Severely injured patients are often evacuated by helicopter to a remote location for proper treatment. For example, patients injured in the field during combat are often evacuated to a remote treating area by a Blackhawk UH-60 helicopter. Traditional auscultation devices have proved ineffective in accurately monitoring a patient's heart and breathing sounds when high levels of background noise, such as those created by helicopters, are present. Background noise can comprise airborne acoustic waves as well as structure borne sounds and vibrations which couple to the patient's body. The noise level generated by a Blackhawk UH-60 helicopter, for example, can exceed 100 dBA. Conventional acoustic and electronic stethoscopes cannot reliably detect heart sounds or respiration under these conditions, making it impossible to discriminate subtle features in either physiological signal.
The background noise can include discrete frequencies, broadband noise and/or a combination of both. All of these components may be present in varying degrees in high-noise environments such as battlefields and civilian emergency medical services (EMS) sites.
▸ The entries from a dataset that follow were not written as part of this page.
//! HTTP + WebSocket server (single port).

use crate::config::{resolve_content_base_url, Config};
use crate::content::{ContentService, HttpContentClient, SessionCreateRequest};
use crate::game::{
    self, create_session, CreateSessionError, Frame, Role, SessionHandle, SessionRegistry,
    SessionSettings, TransportError,
};
use anyhow::{Context, Result};
use axum::{
    extract::{
        rejection::JsonRejection,
        ws::{Message, WebSocket, WebSocketUpgrade},
        Path, Query, State,
    },
    http::StatusCode,
    response::{IntoResponse, Response},
    routing::{get, post},
    Json, Router,
};
use futures_util::{future, SinkExt, StreamExt};
use serde::Deserialize;
use serde_json::json;
use std::future::Future;
use std::sync::Arc;
use std::time::Duration;

/// Shared state for every handler.
#[derive(Clone)]
pub struct AppState {
    pub config: Arc<Config>,
    pub registry: SessionRegistry,
    pub content: Arc<dyn ContentService>,
    pub settings: SessionSettings,
}

impl AppState {
    pub fn new(config: Config, content: Arc<dyn ContentService>) -> Self {
        let settings = SessionSettings::from_config(&config);
        Self {
            config: Arc::new(config),
            registry: SessionRegistry::new(),
            content,
            settings,
        }
    }
}

pub fn router(state: AppState) -> Router {
    Router::new()
        .route("/", get(health_http))
        .route("/api/sessions", post(create_session_http))
        .route("/api/sessions/:code", get(session_status_http))
        .route("/ws/:code", get(ws_handler))
        .with_state(state)
}

/// Bind from config, talk to the configured content service, run until SIGINT/SIGTERM.
pub async fn run_server(config: Config) -> Result<()> {
    let base_url = resolve_content_base_url(&config);
    let content = HttpContentClient::new(&base_url, Duration::from_secs(config.content.timeout_secs))
        .context("building content service client")?;
    log::info!("content service at {}", base_url);

    let bind_addr = format!("{}:{}", config.server.bind.trim(), config.server.port);
    let listener = tokio::net::TcpListener::bind(&bind_addr)
        .await
        .with_context(|| format!("binding to {}", bind_addr))?;
    log::info!("server listening on {}", bind_addr);

    let state = AppState::new(config, Arc::new(content));
    serve(listener, state, shutdown_signal()).await
}

/// Serve on an already bound listener until `shutdown` completes, then shut every
/// session down and wait for connections to drain.
pub async fn serve<F>(listener: tokio::net::TcpListener, state: AppState, shutdown: F) -> Result<()>
where
    F: Future<Output = ()> + Send + 'static,
{
    let registry = state.registry.clone();
    let sessions = &state.config.sessions;
    let reaper = registry.spawn_reaper(sessions.reap_interval(), sessions.idle_ttl(), sessions.completed_ttl());

    let app = router(state);
    let drain = registry.clone();
    let result = axum::serve(listener, app)
        .with_graceful_shutdown(async move {
            shutdown.await;
            log::info!("shutdown requested, closing sessions");
            drain.shutdown_all().await;
        })
        .await
        .context("server exited");
    reaper.abort();
    log::info!("server stopped");
    result
}

/// Completes on SIGINT or SIGTERM.
async fn shutdown_signal() {
    let ctrl_c = async {
        tokio::signal::ctrl_c()
            .await
            .expect("failed to install Ctrl+C handler");
    };

    #[cfg(unix)]
    let terminate = async {
        tokio::signal::unix::signal(tokio::signal::unix::SignalKind::terminate())
            .expect("failed to install SIGTERM handler")
            .recv()
            .await;
    };

    #[cfg(not(unix))]
    let terminate = std::future::pending::<()>();

    tokio::select! {
        _ = ctrl_c => {},
        _ = terminate => {},
    }
}

fn error_response(status: StatusCode, message: impl Into<String>) -> Response {
    (status, Json(json!({ "error": message.into() }))).into_response()
}

/// GET / returns a simple health JSON (for probes).
async fn health_http(State(state): State<AppState>) -> Json<serde_json::Value> {
    Json(json!({
        "runtime": "running",
        "sessions": state.registry.len().await,
    }))
}

#[derive(Debug, Deserialize)]
struct CreateSessionBody {
    game: i64,
    host_name: String,
    #[serde(default)]
    max_teams: Option<u32>,
}

/// POST /api/sessions
async fn create_session_http(
    State(state): State<AppState>,
    body: Result<Json<CreateSessionBody>, JsonRejection>,
) -> Response {
    let Json(body) = match body {
        Ok(b) => b,
        Err(e) => return error_response(StatusCode::BAD_REQUEST, e.body_text()),
    };
    let host_name = body.host_name.trim().to_string();
    if host_name.is_empty() {
        return error_response(StatusCode::BAD_REQUEST, "host_name is required");
    }
    let request = SessionCreateRequest {
        game: body.game,
        host_name,
        max_teams: body.max_teams.unwrap_or(state.config.sessions.max_teams),
    };
    let created = create_session(
        &state.registry,
        state.content.clone(),
        &state.settings,
        &request,
        state.config.sessions.max_code_attempts,
    )
    .await;
    match created {
        Ok(created) => Json(json!({
            "session_code": created.handle.code(),
            "session_id": created.session_id,
            "game_name": created.game_name,
            "questions": created.questions,
            "status": game::SessionStatus::Waiting,
        }))
        .into_response(),
        Err(e @ CreateSessionError::CodeCollision { .. }) => {
            log::error!("session creation failed: {}", e);
            error_response(StatusCode::CONFLICT, e.to_string())
        }
        Err(e @ CreateSessionError::Content(_)) => {
            log::error!("session creation failed: {}", e);
            error_response(StatusCode::INTERNAL_SERVER_ERROR, e.to_string())
        }
    }
}

/// GET /api/sessions/:code
async fn session_status_http(State(state): State<AppState>, Path(code): Path<String>) -> Response {
    let Some(handle) = state.registry.get(&code).await else {
        return error_response(StatusCode::NOT_FOUND, format!("session {} not found", code));
    };
    let snap = handle.snapshot().await;
    Json(json!({
        "code": snap.code,
        "game_name": snap.game_name,
        "status": snap.status,
        "current_question": snap.current_question,
        "total_questions": snap.total_questions,
        "teams": snap.teams,
        "connections": snap.connections,
        "has_host": snap.has_host,
    }))
    .into_response()
}

#[derive(Debug, Deserialize)]
struct WsQuery {
    #[serde(rename = "type")]
    role: Option<String>,
    name: Option<String>,
}

/// GET /ws/:code?type=host|team&name=... upgrades to WebSocket.
async fn ws_handler(
    State(state): State<AppState>,
    Path(code): Path<String>,
    Query(query): Query<WsQuery>,
    ws: WebSocketUpgrade,
) -> Response {
    let role: Role = match query.role.as_deref().unwrap_or("").parse() {
        Ok(r) => r,
        Err(e) => return error_response(StatusCode::BAD_REQUEST, e),
    };
    let name = query.name.as_deref().map(str::trim).unwrap_or("");
    if name.is_empty() {
        return error_response(StatusCode::BAD_REQUEST, "name is required");
    }
    let Some(session) = state.registry.get(&code).await else {
        return error_response(StatusCode::NOT_FOUND, format!("session {} not found", code));
    };
    let name = name.to_string();
    ws.on_upgrade(move |socket| handle_socket(socket, session, name, role))
}

/// Adapt the socket to the connection pumps and run them until either side ends.
async fn handle_socket(socket: WebSocket, session: SessionHandle, name: String, role: Role) {
    let (connection, outbound) = session.connect(name, role);
    let (sink, stream) = socket.split();

    let reader = stream.filter_map(|msg| {
        future::ready(match msg {
            Ok(Message::Text(text)) => Some(Ok(text)),
            Ok(Message::Close(_)) => Some(Err(TransportError::Closed)),
            Ok(_) => None,
            Err(e) => Some(Err(TransportError::Io(e.to_string()))),
        })
    });
    let writer = sink
        .with(|frame: Frame| future::ready(Ok::<_, axum::Error>(Message::Text(frame.to_string()))))
        .sink_map_err(|e| TransportError::Io(e.to_string()));

    game::serve(connection, outbound, session, reader, writer).await;
}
Noise can interfere with the physiological sounds a user wishes to hear through a stethoscope because there are several leakage pathways including, through and around the earpieces, through the acoustic tube connecting the earpieces with the stethoscope head (via mechanical coupling), between the stethoscope head and the patient's body, and through the patient's body directly into the stethoscope head via mechanical coupling between a vibrating transport vehicle and the patient's body.
Although passive acoustic stethoscopes can be functional in environments having a background noise of up to about 80 dBA, medical professionals often need to ascertain physiological patient information in environments having higher levels of background noise.
Accordingly, a need remains for a stethoscope having both an acoustic amplifying system and an active Doppler physiological activity detection system that is effective in high background noise environments and overcomes the limitations, disadvantages, or shortcomings of known auscultation devices.
The high acoustic background noise of military and civilian helicopters and other medical transport vehicles require that ear protection be used by treating physicians. Hence the stethoscope earpieces must be integrated in some manner with the ear protection. For example, in the Army, Communication Ear Plugs (CEPs) placed directly into the external ear canal are used to reduce noise leakage from the surrounding air into the ears while directing communication signals into miniature speakers in-situ in the plug. Replacement of the conventional acoustic tube (hollow pipe) of a normal stethoscope with wires in an electronic stethoscope (which has a transducer in place of the bell and diaphragm) provides an electrical connection that eliminates the noise transmitted through the walls of the tube. However, this has no effect on noise leakage pathways at the transducer where the signal is received. Prior art devices using a microphone inside an air-coupled sensor head do not reduce the noise leakage between the head of the stethoscope and the patient's body as both the noise and the signal are amplified.
Accordingly, a need remains for a stethoscope that incorporates the capability to enhance the auscultation of physiological sounds while rejecting ambient noise.